Contributing just involves sending a pull request. You will probably be more
successful with your contribution if you visit #sway-devel on Libera Chat
upfront and discuss your plans.

Note: rules are made to be broken. Adjust or ignore any/all of these as you see
fit, but be prepared to justify it to your peers.

## Scope of future changes to sway

**Important**: Sway has completed its core value proposition: it is a fully
featured Wayland-compatible replacement for i3. It is not our intention to
expand on the scope of what i3 aims to accomplish. Our priorities now are
increasing the stability, reliability, and performance of sway within its
current scope. For this reason, most new window management feature requests are
not accepted, even if accompanied by a patch.

## Pull Requests

If you already have your own pull request habits, feel free to use them. If you
don't, however, allow me to make a suggestion: feature branches pulled from
upstream. Try this:

1. Fork sway
2. `git clone https://github.com/username/sway && cd sway`
3. `git remote add upstream https://github.com/swaywm/sway`

You only need to do this once. You're never going to use your fork's master
branch. Instead, when you start working on a feature, do this:

1. `git fetch upstream`
2. `git checkout -b add-so-and-so-feature upstream/master`
3. Add and commit your changes
4. `git push -u origin add-so-and-so-feature`
5. Make a pull request from your feature branch

When you submit your pull request, your commit log should do most of the talking
when it comes to describing your changes and their motivation. In addition to
this, your pull request's comments will ideally include a test plan that the
reviewers can use to (1) demonstrate the problem on master, if applicable and
(2) verify that the problem no longer exists with your changes applied (or that
your new features work correctly). Document all of the edge cases you're aware
of so we can adequately test them - then verify the test plan yourself before

## Commit Messages

Please strive to write good commit messages. Here's some guidelines to follow:

The first line should be limited to 50 characters and should be a sentence that
completes the thought [When applied, this commit will...] *"Implement
cmd_move"* or *"Fix #742"* or *"Improve performance of arrange_windows on ARM"*
or similar.

The subsequent lines should be separated from the subject line by a single
blank line, and include optional details. In this you can give justification
for the change, [reference Github
or explain some of the subtler details of your patch.
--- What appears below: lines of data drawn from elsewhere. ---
/// Router Module Index
///
/// Page and API routes split by who may reach them. Protection is applied
/// per module as a route layer in `create_router`, so a handler cannot end
/// up in the wrong group by accident.

/// Routes reachable by anyone: feeds, search, the denial landing pages and
/// the auth/search/theme JSON endpoints.
pub mod public;

/// Reader and creator pages behind the role-0 guard (redirects to `/400`).
pub mod authenticated;

/// Admin center pages behind the role-1 guard (redirects to `/403`).
pub mod admin;
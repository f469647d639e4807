use std::collections::hash_map::DefaultHasher;
use std::fmt;
use std::hash::{Hash, Hasher};
use std::sync::atomic::{AtomicBool, Ordering};
use std::sync::{Arc, Condvar, Mutex, MutexGuard, PoisonError};
use std::time::{Duration, Instant};

use tracing::{debug, info};

use crate::error::{StoreError, StoreResult};

/// Cooperative interruption signal for threads blocked on a stream lock.
///
/// Clones share the same flag, so one handle can be given to the waiting
/// thread and another kept by whoever wants to abort it.
#[derive(Clone, Default)]
pub struct InterruptFlag {
    raised: Arc<AtomicBool>,
}

impl InterruptFlag {
    pub fn new() -> Self {
        Self::default()
    }

    pub fn interrupt(&self) {
        self.raised.store(true, Ordering::SeqCst);
    }

    pub fn is_interrupted(&self) -> bool {
        self.raised.load(Ordering::SeqCst)
    }

    pub fn clear(&self) {
        self.raised.store(false, Ordering::SeqCst);
    }
}

impl fmt::Debug for InterruptFlag {
    fn fmt(&self, f: &mut fmt::Formatter<'_>) -> fmt::Result {
        write!(f, "InterruptFlag({})", self.is_interrupted())
    }
}

struct Stripe {
    held: Mutex<bool>,
    released: Condvar,
}

impl Stripe {
    fn state(&self) -> MutexGuard<'_, bool> {
        // The flag is a plain bool, so a panic elsewhere cannot leave it torn.
        self.held.lock().unwrap_or_else(PoisonError::into_inner)
    }
}

/// Fixed-size table of exclusive locks, one per stripe.
///
/// Keys hash onto stripes, so the table never grows. Two different keys may
/// share a stripe and then serialize against each other; that costs
/// parallelism but never correctness. Locks are not reentrant.
pub struct StripedLock {
    stripes: Vec<Stripe>,
    poll_interval: Duration,
}

impl StripedLock {
    pub fn new(stripe_count: usize, poll_interval: Duration) -> Self {
        let stripes = (0..stripe_count.max(1))
            .map(|_| Stripe {
                held: Mutex::new(false),
                released: Condvar::new(),
            })
            .collect();
        Self {
            stripes,
            poll_interval,
        }
    }

    pub fn stripe_count(&self) -> usize {
        self.stripes.len()
    }

    /// Stripe that `key` maps to.
    pub fn stripe_for<K: Hash>(&self, key: &K) -> usize {
        let mut hasher = DefaultHasher::new();
        key.hash(&mut hasher);
        (hasher.finish() % self.stripes.len() as u64) as usize
    }

    /// Block until the stripe for `key` is free, then take it.
    ///
    /// The wait checks `interrupt` every poll interval and gives up with
    /// [`StoreError::Interrupted`] once it is raised, including when it is
    /// already raised on entry.
    pub fn lock_interruptibly<K: Hash + fmt::Display>(
        &self,
        key: &K,
        interrupt: &InterruptFlag,
    ) -> StoreResult<StripeGuard<'_>> {
        let index = self.stripe_for(key);
        let stripe = &self.stripes[index];
        debug!(stripe = index, key = %key, "acquiring stream lock");

        let started = Instant::now();
        let mut held = stripe.state();
        loop {
            if interrupt.is_interrupted() {
                return Err(StoreError::Interrupted(key.to_string()));
            }
            if !*held {
                *held = true;
                break;
            }
            let (next, _) = stripe
                .released
                .wait_timeout(held, self.poll_interval)
                .unwrap_or_else(PoisonError::into_inner);
            held = next;
        }

        let waited = started.elapsed();
        if waited > Duration::from_secs(1) {
            info!(stripe = index, key = %key, waited_ms = waited.as_millis() as u64, "waited for stream lock");
        } else {
            debug!(stripe = index, key = %key, "acquired stream lock");
        }
        Ok(StripeGuard { stripe, index })
    }

    /// Take the stripe for `key` only if it is free right now.
    pub fn try_lock<K: Hash>(&self, key: &K) -> Option<StripeGuard<'_>> {
        let index = self.stripe_for(key);
        let stripe = &self.stripes[index];
        let mut held = stripe.state();
        if *held {
            None
        } else {
            *held = true;
            Some(StripeGuard { stripe, index })
        }
    }
}

impl fmt::Debug for StripedLock {
    fn fmt(&self, f: &mut fmt::Formatter<'_>) -> fmt::Result {
        f.debug_struct("StripedLock")
            .field("stripes", &self.stripes.len())
            .finish()
    }
}

/// Exclusive hold on one stripe; released on drop.
pub struct StripeGuard<'a> {
    stripe: &'a Stripe,
    index: usize,
}

impl StripeGuard<'_> {
    pub fn stripe(&self) -> usize {
        self.index
    }
}

impl fmt::Debug for StripeGuard<'_> {
    fn fmt(&self, f: &mut fmt::Formatter<'_>) -> fmt::Result {
        write!(f, "StripeGuard({})", self.index)
    }
}

impl Drop for StripeGuard<'_> {
    fn drop(&mut self) {
        *self.stripe.state() = false;
        self.stripe.released.notify_one();
        debug!(stripe = self.index, "released stream lock");
    }
}
use std::fmt;
use std::ops::{Deref, DerefMut};
use std::sync::atomic::{AtomicUsize, Ordering};
use std::sync::{Arc, Mutex, MutexGuard, PoisonError};

const DEFAULT_BUFFER_CAPACITY: usize = 128;

/// Pool of reusable key buffers.
///
/// Buffers are loaned out as [`PooledBuffer`]s and go back to the pool when
/// the loan is dropped. At most `max_size` idle buffers are retained; extra
/// returns are simply freed.
#[derive(Clone)]
pub struct ByteBufferPool {
    inner: Arc<PoolInner>,
}

struct PoolInner {
    idle: Mutex<Vec<Vec<u8>>>,
    max_size: usize,
    on_loan: AtomicUsize,
}

impl ByteBufferPool {
    pub fn new(max_size: usize) -> Self {
        Self {
            inner: Arc::new(PoolInner {
                idle: Mutex::new(Vec::with_capacity(max_size)),
                max_size,
                on_loan: AtomicUsize::new(0),
            }),
        }
    }

    /// Borrow an empty buffer.
    pub fn acquire(&self) -> PooledBuffer {
        let buffer = self
            .inner
            .idle()
            .pop()
            .unwrap_or_else(|| Vec::with_capacity(DEFAULT_BUFFER_CAPACITY));
        self.inner.on_loan.fetch_add(1, Ordering::Relaxed);
        PooledBuffer {
            buffer: Some(buffer),
            pool: Arc::clone(&self.inner),
        }
    }

    /// Idle buffers ready for reuse.
    pub fn available(&self) -> usize {
        self.inner.idle().len()
    }

    /// Buffers currently loaned out.
    pub fn on_loan(&self) -> usize {
        self.inner.on_loan.load(Ordering::Relaxed)
    }
}

impl PoolInner {
    // The idle list stays valid if a holder panicked.
    fn idle(&self) -> MutexGuard<'_, Vec<Vec<u8>>> {
        self.idle.lock().unwrap_or_else(PoisonError::into_inner)
    }
}

impl fmt::Debug for ByteBufferPool {
    fn fmt(&self, f: &mut fmt::Formatter<'_>) -> fmt::Result {
        f.debug_struct("ByteBufferPool")
            .field("max_size", &self.inner.max_size)
            .field("on_loan", &self.on_loan())
            .finish()
    }
}

/// A buffer on loan from a [`ByteBufferPool`].
pub struct PooledBuffer {
    buffer: Option<Vec<u8>>,
    pool: Arc<PoolInner>,
}

impl PooledBuffer {
    /// Replace the contents with `bytes`.
    pub fn fill_from(&mut self, bytes: &[u8]) {
        let buf = &mut **self;
        buf.clear();
        buf.extend_from_slice(bytes);
    }
}

impl Deref for PooledBuffer {
    type Target = Vec<u8>;

    fn deref(&self) -> &Self::Target {
        // Only `drop` takes the buffer.
        match &self.buffer {
            Some(buffer) => buffer,
            None => unreachable!("pooled buffer used after release"),
        }
    }
}

impl DerefMut for PooledBuffer {
    fn deref_mut(&mut self) -> &mut Self::Target {
        match &mut self.buffer {
            Some(buffer) => buffer,
            None => unreachable!("pooled buffer used after release"),
        }
    }
}

impl fmt::Debug for PooledBuffer {
    fn fmt(&self, f: &mut fmt::Formatter<'_>) -> fmt::Result {
        f.debug_struct("PooledBuffer").field("len", &self.len()).finish()
    }
}

impl Drop for PooledBuffer {
    fn drop(&mut self) {
        self.pool.on_loan.fetch_sub(1, Ordering::Relaxed);
        if let Some(mut buffer) = self.buffer.take() {
            buffer.clear();
            let mut idle = self.pool.idle();
            if idle.len() < self.pool.max_size {
                idle.push(buffer);
            }
        }
    }
}
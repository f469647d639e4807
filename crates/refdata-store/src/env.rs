use std::fs;
use std::path::{Path, PathBuf};

use redb::{
    Database, ReadOnlyTable, ReadTransaction, ReadableTable, ReadableTableMetadata, Table,
    TableDefinition, WriteTransaction,
};
use tracing::debug;

use crate::error::StoreResult;

/// Every index is a byte-keyed, byte-valued table.
pub type BytesTable = TableDefinition<'static, &'static [u8], &'static [u8]>;

/// Read access to a byte table, from either a read or a write transaction.
pub trait BytesRead: ReadableTable<&'static [u8], &'static [u8]> {}

impl<T: ReadableTable<&'static [u8], &'static [u8]>> BytesRead for T {}

/// A transaction that byte tables can be read through.
///
/// Lets lookups run unchanged inside a loader's write transaction (seeing
/// its uncommitted puts) or inside a reader's snapshot.
pub trait TxnRead {
    type Table<'t>: BytesRead
    where
        Self: 't;

    fn open_bytes(&self, table: BytesTable) -> StoreResult<Self::Table<'_>>;
}

impl TxnRead for ReadTransaction {
    type Table<'t> = ReadOnlyTable<&'static [u8], &'static [u8]>;

    fn open_bytes(&self, table: BytesTable) -> StoreResult<Self::Table<'_>> {
        Ok(self.open_table(table)?)
    }
}

impl TxnRead for WriteTransaction {
    type Table<'t> = Table<'t, &'static [u8], &'static [u8]>;

    fn open_bytes(&self, table: BytesTable) -> StoreResult<Self::Table<'_>> {
        Ok(self.open_table(table)?)
    }
}

/// MapDefinition -> UID.
pub const MAP_UID_FORWARD: BytesTable = TableDefinition::new("MapUidForward");
/// UID -> MapDefinition.
pub const MAP_UID_REVERSE: BytesTable = TableDefinition::new("MapUidReverse");
/// ValueStoreKey -> serialized value bytes.
pub const VALUE_STORE: BytesTable = TableDefinition::new("ValueStore");
/// ValueStoreKey -> type id and reference count.
pub const VALUE_STORE_META: BytesTable = TableDefinition::new("ValueStoreMeta");
/// (UID, key) -> ValueStoreKey.
pub const KEY_VALUE_STORE: BytesTable = TableDefinition::new("KeyValueStore");
/// (UID, range) -> ValueStoreKey.
pub const RANGE_STORE: BytesTable = TableDefinition::new("RangeStore");
/// RefStreamDefinition -> ProcessingInfo.
pub const PROCESSING_INFO: BytesTable = TableDefinition::new("ProcessingInfo");

pub const ALL_TABLES: [BytesTable; 7] = [
    MAP_UID_FORWARD,
    MAP_UID_REVERSE,
    VALUE_STORE,
    VALUE_STORE_META,
    KEY_VALUE_STORE,
    RANGE_STORE,
    PROCESSING_INFO,
];

/// The shared transactional environment holding every index.
///
/// redb admits one write transaction at a time: `begin_write` blocks while
/// another is live. Readers see the last committed state and never block.
pub struct RefDataEnv {
    db: Database,
    path: PathBuf,
}

impl RefDataEnv {
    /// Open (or create) the database file and make sure every table exists.
    pub fn open(path: &Path) -> StoreResult<Self> {
        if let Some(parent) = path.parent() {
            fs::create_dir_all(parent)?;
        }

        let db = Database::create(path)?;

        let write_txn = db.begin_write()?;
        for table in ALL_TABLES {
            write_txn.open_table(table)?;
        }
        write_txn.commit()?;

        debug!(path = %path.display(), "opened reference data environment");
        Ok(Self {
            db,
            path: path.to_path_buf(),
        })
    }

    pub fn begin_write(&self) -> StoreResult<WriteTransaction> {
        Ok(self.db.begin_write()?)
    }

    pub fn begin_read(&self) -> StoreResult<ReadTransaction> {
        Ok(self.db.begin_read()?)
    }

    /// Number of entries in the given table, as of the last commit.
    pub fn entry_count(&self, table: BytesTable) -> StoreResult<u64> {
        let read_txn = self.begin_read()?;
        table_len(&read_txn, table)
    }

    pub fn path(&self) -> &Path {
        &self.path
    }
}

/// Number of entries in `table` as seen by `txn`.
pub fn table_len<R: TxnRead>(txn: &R, table: BytesTable) -> StoreResult<u64> {
    Ok(txn.open_bytes(table)?.len()?)
}

/// Collect the keys of every entry whose key starts with `prefix`.
pub(crate) fn keys_with_prefix<T: BytesRead>(table: &T, prefix: &[u8]) -> StoreResult<Vec<Vec<u8>>> {
    let mut keys = Vec::new();
    for item in table.range(prefix..)? {
        let (key, _) = item?;
        let key = key.value();
        if !key.starts_with(prefix) {
            break;
        }
        keys.push(key.to_vec());
    }
    Ok(keys)
}

/// Collect every entry whose key starts with `prefix`.
pub(crate) fn entries_with_prefix<T: BytesRead>(
    table: &T,
    prefix: &[u8],
) -> StoreResult<Vec<(Vec<u8>, Vec<u8>)>> {
    let mut entries = Vec::new();
    for item in table.range(prefix..)? {
        let (key, value) = item?;
        let key = key.value();
        if !key.starts_with(prefix) {
            break;
        }
        entries.push((key.to_vec(), value.value().to_vec()));
    }
    Ok(entries)
}
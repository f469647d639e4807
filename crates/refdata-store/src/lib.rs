//! Transactional reference data store.
//!
//! Reference data is loaded in bulk, one reference stream at a time, and
//! then looked up by (map, key) during processing. Everything lives in a
//! single redb database so it survives restarts and is shared by every
//! thread of the process.
//!
//! # Indices
//!
//! - [`MapDefinitionUidStore`] -- interns each map definition as a 4-byte [`Uid`](refdata_types::Uid)
//! - [`KeyValueStoreDb`] -- (map UID, key) to value key
//! - [`RangeStoreDb`] -- (map UID, `[from, to)`) to value key
//! - [`ValueStore`] -- content-addressed, reference-counted value bytes
//! - [`ProcessingInfoDb`] -- load status per reference stream
//!
//! # Loading
//!
//! A [`RefDataLoader`] holds the stream's lock and the database's write
//! transaction. It moves NEW -> INITIALISED -> COMPLETED, and may be closed
//! from any state. Use [`RefDataStore::do_with_loader_unless_complete`] so
//! concurrent requests for the same stream load it once.
//!
//! # Design Rules
//!
//! 1. Identical values are stored once; every entry holds one reference.
//! 2. A value is deleted when its last reference goes.
//! 3. Forward and reverse UID maps always hold the same pairs.
//! 4. Loads of one stream are serialized; other streams wait only on the
//!    database writer.
//! 5. Readers see the last committed state, never a loader's open batch.

pub mod config;
pub mod consumer;
pub mod entry_store;
pub mod env;
pub mod error;
pub mod hasher;
pub mod keys;
pub mod loader;
pub mod lock;
pub mod map_uid;
pub mod pool;
pub mod processing_info;
pub mod store;
pub mod value_store;

// Re-export primary types at crate root for ergonomic imports.
pub use config::ReferenceDataConfig;
pub use consumer::{StringValueConsumer, StructuredValueConsumer, ValueConsumer, ValueConsumerRegistry};
pub use entry_store::{EntryStore, KeyValueStoreDb, RangeStoreDb};
pub use env::RefDataEnv;
pub use error::{StoreError, StoreResult};
pub use hasher::ValueHasher;
pub use keys::{KeyValueStoreKey, RangeStoreKey, ValueStoreKey};
pub use loader::{LoadCounts, LoaderState, PutOutcome, RefDataLoader};
pub use lock::{InterruptFlag, StripeGuard, StripedLock};
pub use map_uid::MapDefinitionUidStore;
pub use pool::{ByteBufferPool, PooledBuffer};
pub use processing_info::ProcessingInfoDb;
pub use store::{EntryCounts, PurgeCounts, RefDataStore};
pub use value_store::{ValueStore, ValueStoreMeta};
use std::path::{Path, PathBuf};
use std::time::Duration;

use serde::{Deserialize, Serialize};

use crate::error::{StoreError, StoreResult};

/// Configuration for the reference data store.
#[derive(Clone, Debug, PartialEq, Serialize, Deserialize)]
#[serde(default)]
pub struct ReferenceDataConfig {
    /// Directory holding the database file.
    pub local_dir: PathBuf,
    /// Name of the database file inside `local_dir`.
    pub db_file_name: String,
    /// Successful puts between intermediate commits. Zero commits only when
    /// the loader closes.
    pub max_puts_before_commit: usize,
    /// Number of stripes in the per-stream load lock table.
    pub loading_lock_stripes: usize,
    /// How often a blocked lock waiter checks for interruption.
    pub lock_poll_interval: Duration,
    /// Maximum idle buffers kept by the key buffer pool.
    pub buffer_pool_max_size: usize,
    /// Streams not accessed for this long are purged.
    pub purge_age: Duration,
    /// Minimum interval between last-access updates on read.
    pub processing_info_update_delay: Duration,
}

impl Default for ReferenceDataConfig {
    fn default() -> Self {
        Self {
            local_dir: PathBuf::from("reference_data"),
            db_file_name: "refdata.redb".to_string(),
            max_puts_before_commit: 0,
            loading_lock_stripes: 100,
            lock_poll_interval: Duration::from_millis(100),
            buffer_pool_max_size: 16,
            purge_age: Duration::from_secs(30 * 24 * 60 * 60),
            processing_info_update_delay: Duration::from_secs(60 * 60),
        }
    }
}

impl ReferenceDataConfig {
    /// Default configuration rooted at the given directory.
    pub fn in_dir(local_dir: impl Into<PathBuf>) -> Self {
        Self {
            local_dir: local_dir.into(),
            ..Default::default()
        }
    }

    /// Parse a TOML document. Missing keys take their default values.
    pub fn from_toml_str(text: &str) -> StoreResult<Self> {
        let config: Self = toml::from_str(text).map_err(|e| StoreError::Config(e.to_string()))?;
        config.validate()?;
        Ok(config)
    }

    /// Load a TOML configuration file.
    pub fn load(path: &Path) -> StoreResult<Self> {
        let text = std::fs::read_to_string(path)?;
        Self::from_toml_str(&text)
    }

    pub fn to_toml_string(&self) -> StoreResult<String> {
        toml::to_string(self).map_err(|e| StoreError::Config(e.to_string()))
    }

    pub fn validate(&self) -> StoreResult<()> {
        if self.loading_lock_stripes == 0 {
            return Err(StoreError::Config(
                "loading_lock_stripes must be at least 1".to_string(),
            ));
        }
        if self.lock_poll_interval.is_zero() {
            return Err(StoreError::Config(
                "lock_poll_interval must be non-zero".to_string(),
            ));
        }
        if self.db_file_name.is_empty() {
            return Err(StoreError::Config("db_file_name is empty".to_string()));
        }
        Ok(())
    }

    /// Full path of the database file.
    pub fn db_path(&self) -> PathBuf {
        self.local_dir.join(&self.db_file_name)
    }
}
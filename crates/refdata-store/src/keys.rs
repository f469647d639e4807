//! Byte layouts of the index keys.
//!
//! ```text
//! KeyValueStoreKey: [uid: 4][utf8 key: N]
//! RangeStoreKey:    [uid: 4][from: 8][to: 8]
//! ValueStoreKey:    [value hash: 8][unique id: 2]
//! ```
//!
//! All integers are big-endian so byte order matches numeric order. Range
//! bounds are signed, so the sign bit is flipped before encoding.

use std::fmt;

use refdata_types::{KeyRange, Uid, UidRef, UnsignedBytes, UID_LEN};
use serde::de::DeserializeOwned;
use serde::Serialize;

use crate::error::{StoreError, StoreResult};

const BOUND_CODEC: UnsignedBytes = UnsignedBytes::EIGHT;
const BOUND_LEN: usize = 8;

/// Serialize a record with bincode.
pub fn encode<T: Serialize>(value: &T) -> StoreResult<Vec<u8>> {
    Ok(bincode::serialize(value)?)
}

/// Deserialize a bincode record.
pub fn decode<T: DeserializeOwned>(bytes: &[u8]) -> StoreResult<T> {
    Ok(bincode::deserialize(bytes)?)
}

/// Order-preserving encoding of a signed bound.
fn put_bound(buf: &mut Vec<u8>, value: i64) -> StoreResult<()> {
    let start = buf.len();
    buf.resize(start + BOUND_LEN, 0);
    BOUND_CODEC.put(&mut buf[start..], (value as u64) ^ (1 << 63))?;
    Ok(())
}

fn get_bound(bytes: &[u8]) -> StoreResult<i64> {
    Ok((BOUND_CODEC.get(bytes)? ^ (1 << 63)) as i64)
}

/// Key of the exact-key store: a map UID plus the lookup key string.
#[derive(Clone, Debug, PartialEq, Eq, Hash)]
pub struct KeyValueStoreKey {
    pub map_uid: Uid,
    pub key: String,
}

impl KeyValueStoreKey {
    pub fn new(map_uid: Uid, key: impl Into<String>) -> Self {
        Self {
            map_uid,
            key: key.into(),
        }
    }

    /// Append the encoded key to `buf`.
    pub fn write_to(&self, buf: &mut Vec<u8>) {
        buf.extend_from_slice(self.map_uid.as_bytes());
        buf.extend_from_slice(self.key.as_bytes());
    }

    pub fn to_bytes(&self) -> Vec<u8> {
        let mut buf = Vec::with_capacity(UID_LEN + self.key.len());
        self.write_to(&mut buf);
        buf
    }

    pub fn from_bytes(bytes: &[u8]) -> StoreResult<Self> {
        let map_uid = UidRef::wrap_prefix(bytes)?.to_uid();
        let key = std::str::from_utf8(&bytes[UID_LEN..])
            .map_err(|e| StoreError::InvalidKey(format!("lookup key is not UTF-8: {e}")))?;
        Ok(Self::new(map_uid, key))
    }
}

/// Key of the range store: a map UID plus a half-open numeric range.
#[derive(Clone, Copy, Debug, PartialEq, Eq, Hash)]
pub struct RangeStoreKey {
    pub map_uid: Uid,
    pub range: KeyRange,
}

impl RangeStoreKey {
    pub const LEN: usize = UID_LEN + 2 * BOUND_LEN;

    pub fn new(map_uid: Uid, range: KeyRange) -> Self {
        Self { map_uid, range }
    }

    pub fn write_to(&self, buf: &mut Vec<u8>) -> StoreResult<()> {
        buf.extend_from_slice(self.map_uid.as_bytes());
        put_bound(buf, self.range.from())?;
        put_bound(buf, self.range.to())
    }

    pub fn to_bytes(&self) -> StoreResult<Vec<u8>> {
        let mut buf = Vec::with_capacity(Self::LEN);
        self.write_to(&mut buf)?;
        Ok(buf)
    }

    pub fn from_bytes(bytes: &[u8]) -> StoreResult<Self> {
        if bytes.len() != Self::LEN {
            return Err(StoreError::InvalidKey(format!(
                "range store key must be {} bytes, got {}",
                Self::LEN,
                bytes.len()
            )));
        }
        let map_uid = UidRef::wrap_prefix(bytes)?.to_uid();
        let from = get_bound(&bytes[UID_LEN..])?;
        let to = get_bound(&bytes[UID_LEN + BOUND_LEN..])?;
        Ok(Self::new(map_uid, KeyRange::new(from, to)?))
    }

    /// Upper search bound for a point lookup: the greatest key of the map
    /// whose range starts at `key`.
    pub fn search_upper_bound(map_uid: Uid, key: i64) -> StoreResult<Vec<u8>> {
        let mut buf = Vec::with_capacity(Self::LEN);
        buf.extend_from_slice(map_uid.as_bytes());
        put_bound(&mut buf, key)?;
        put_bound(&mut buf, i64::MAX)?;
        Ok(buf)
    }
}

/// Address of a stored value: truncated content hash plus a collision
/// disambiguator.
#[derive(Clone, Copy, PartialEq, Eq, Hash, PartialOrd, Ord)]
pub struct ValueStoreKey {
    pub value_hash: u64,
    pub unique_id: u16,
}

impl ValueStoreKey {
    pub const LEN: usize = 10;
    pub const HASH_LEN: usize = 8;

    pub fn new(value_hash: u64, unique_id: u16) -> Self {
        Self {
            value_hash,
            unique_id,
        }
    }

    pub fn to_bytes(&self) -> [u8; Self::LEN] {
        let mut buf = [0u8; Self::LEN];
        buf[..Self::HASH_LEN].copy_from_slice(&self.value_hash.to_be_bytes());
        buf[Self::HASH_LEN..].copy_from_slice(&self.unique_id.to_be_bytes());
        buf
    }

    pub fn from_bytes(bytes: &[u8]) -> StoreResult<Self> {
        let array: [u8; Self::LEN] = bytes.try_into().map_err(|_| {
            StoreError::InvalidKey(format!(
                "value store key must be {} bytes, got {}",
                Self::LEN,
                bytes.len()
            ))
        })?;
        let mut hash = [0u8; Self::HASH_LEN];
        hash.copy_from_slice(&array[..Self::HASH_LEN]);
        Ok(Self::new(
            u64::from_be_bytes(hash),
            u16::from_be_bytes([array[8], array[9]]),
        ))
    }

    /// Prefix shared by every key with this hash.
    pub fn hash_prefix(value_hash: u64) -> [u8; Self::HASH_LEN] {
        value_hash.to_be_bytes()
    }
}

impl fmt::Debug for ValueStoreKey {
    fn fmt(&self, f: &mut fmt::Formatter<'_>) -> fmt::Result {
        write!(f, "ValueStoreKey({:016x}:{})", self.value_hash, self.unique_id)
    }
}

impl fmt::Display for ValueStoreKey {
    fn fmt(&self, f: &mut fmt::Formatter<'_>) -> fmt::Result {
        write!(f, "{}", hex::encode(self.to_bytes()))
    }
}
use std::fmt;

use crate::error::TypeError;

/// Codec for unsigned integers packed into a fixed-width big-endian field.
///
/// A width of `n` bytes holds values in `0..=2^(8n)-1`. Big-endian packing
/// means the byte-wise ordering of encoded values matches their numeric
/// ordering, which is what the store's key layouts rely on.
#[derive(Clone, Copy, PartialEq, Eq, Hash)]
pub struct UnsignedBytes {
    width: usize,
}

impl UnsignedBytes {
    pub const ONE: Self = Self { width: 1 };
    pub const TWO: Self = Self { width: 2 };
    pub const THREE: Self = Self { width: 3 };
    pub const FOUR: Self = Self { width: 4 };
    pub const FIVE: Self = Self { width: 5 };
    pub const SIX: Self = Self { width: 6 };
    pub const SEVEN: Self = Self { width: 7 };
    pub const EIGHT: Self = Self { width: 8 };

    /// Codec for the given width in bytes (1 to 8 inclusive).
    pub fn of_width(width: usize) -> Result<Self, TypeError> {
        if (1..=8).contains(&width) {
            Ok(Self { width })
        } else {
            Err(TypeError::InvalidWidth(width))
        }
    }

    /// Smallest codec able to hold `value`.
    pub fn required_for(value: u64) -> Self {
        let significant_bits = 64 - value.leading_zeros() as usize;
        let width = significant_bits.div_ceil(8).max(1);
        Self { width }
    }

    /// Number of bytes in the field.
    pub fn width(&self) -> usize {
        self.width
    }

    /// Largest value representable in this width.
    pub fn max_value(&self) -> u64 {
        if self.width == 8 {
            u64::MAX
        } else {
            (1u64 << (self.width * 8)) - 1
        }
    }

    /// Write `value` into the first `width` bytes of `buf`.
    pub fn put(&self, buf: &mut [u8], value: u64) -> Result<(), TypeError> {
        if value > self.max_value() {
            return Err(TypeError::ValueOutOfRange {
                value,
                width: self.width,
            });
        }
        let len = buf.len();
        let field = buf.get_mut(..self.width).ok_or(TypeError::InvalidLength {
            expected: self.width,
            actual: len,
        })?;
        let be = value.to_be_bytes();
        field.copy_from_slice(&be[8 - self.width..]);
        Ok(())
    }

    /// Read a value from the first `width` bytes of `bytes`.
    pub fn get(&self, bytes: &[u8]) -> Result<u64, TypeError> {
        let field = bytes.get(..self.width).ok_or(TypeError::InvalidLength {
            expected: self.width,
            actual: bytes.len(),
        })?;
        let mut be = [0u8; 8];
        be[8 - self.width..].copy_from_slice(field);
        Ok(u64::from_be_bytes(be))
    }

    /// Encode `value` into a freshly allocated field.
    pub fn to_bytes(&self, value: u64) -> Result<Vec<u8>, TypeError> {
        let mut buf = vec![0u8; self.width];
        self.put(&mut buf, value)?;
        Ok(buf)
    }

    /// Add one to the field in place, failing if it is already at the maximum.
    pub fn increment(&self, buf: &mut [u8]) -> Result<u64, TypeError> {
        let current = self.get(buf)?;
        let next = current
            .checked_add(1)
            .filter(|v| *v <= self.max_value())
            .ok_or(TypeError::ValueOutOfRange {
                value: current,
                width: self.width,
            })?;
        self.put(buf, next)?;
        Ok(next)
    }

    /// Subtract one from the field in place, saturating at zero.
    pub fn decrement(&self, buf: &mut [u8]) -> Result<u64, TypeError> {
        let next = self.get(buf)?.saturating_sub(1);
        self.put(buf, next)?;
        Ok(next)
    }
}

impl fmt::Debug for UnsignedBytes {
    fn fmt(&self, f: &mut fmt::Formatter<'_>) -> fmt::Result {
        write!(f, "UnsignedBytes({})", self.width)
    }
}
This is important because
when someone finds a line of code they don't understand later, they can use the
`git blame` command to find out what the author was thinking when they wrote
it. It's also easier to review your pull requests if they're separated into
logical commits that have good commit messages and justify themselves in the
extended commit description.

As a good rule of thumb, anything you might put into the pull request
description on Github is probably fair game for going into the extended commit
message as well.

See [here](https://chris.beams.io/posts/git-commit/) for more details.

## Code Review

When your changes are submitted for review, one or more core committers will
look over them. Smaller changes might be merged with little fanfare, but larger
changes will typically see review from several people. Be prepared to receive
some feedback - you may be asked to make changes to your work. Our code review
process is:

1. **Triage** the pull request. Do the commit messages make sense? Is a test
   plan necessary and/or present? Add anyone as reviewers that you think should
   be there (using the relevant GitHub feature, if you have the permissions, or
   with an @mention if necessary).
2. **Review** the code. Look for code style violations, naming convention
   violations, buffer overflows, memory leaks, logic errors, non-portable code
   (including GNU-isms), etc. For significant changes to the public API, loop in
   a couple more people for discussion.
3. **Execute** the test plan, if present.
4. **Merge** the pull request when all reviewers approve.
5. **File** follow-up tickets if appropriate.

## Style Reference

Sway is written in C with a style similar to the [kernel
style](https://www.kernel.org/doc/Documentation/process/coding-style.rst), but
with a few notable differences.

Try to keep your code conforming to C11 and POSIX as much as possible, and do
not use GNU extensions.

### Brackets

Brackets always go on the same line, including in functions.
Always include brackets for if/while/for, even if it's a single statement.
void function(void) {
	if (condition1) {

	if (condition2) {
	} else {

### Indentation

Indentations are a single tab.

For long lines that need to be broken, the continuation line should be indented
with an additional tab.

If the line being broken is opening a new block (functions, if, while, etc.),
the continuation line should be indented with two tabs, so they can't be
misread as being part of the block.

really_long_function(argument1, argument2, ...,
	argument3, argument4);

if (condition1 && condition2 && ...
		condition3 && condition4) {

Try to break the line in the place which you think is the most appropriate to
balance the lines.

### Line Length

Try to keep your lines under 80 columns, assuming a tab width equal to 4 spaces,
but you can go up to 100 if it improves readability. Don't break lines
indiscriminately, try to find nice breaking points so your code is easy to read.

### Names

Global function and type names should be prefixed with `sway_submodule_` (e.g.
`struct sway_output`, `sway_output_destroy`).  For static functions and
types local to a file, the names chosen aren't as important. Static functions
shouldn't have a `sway_` prefix.

For include guards, use the header's filename relative to include.  Uppercase
all of the characters, and replace any invalid characters with an underscore.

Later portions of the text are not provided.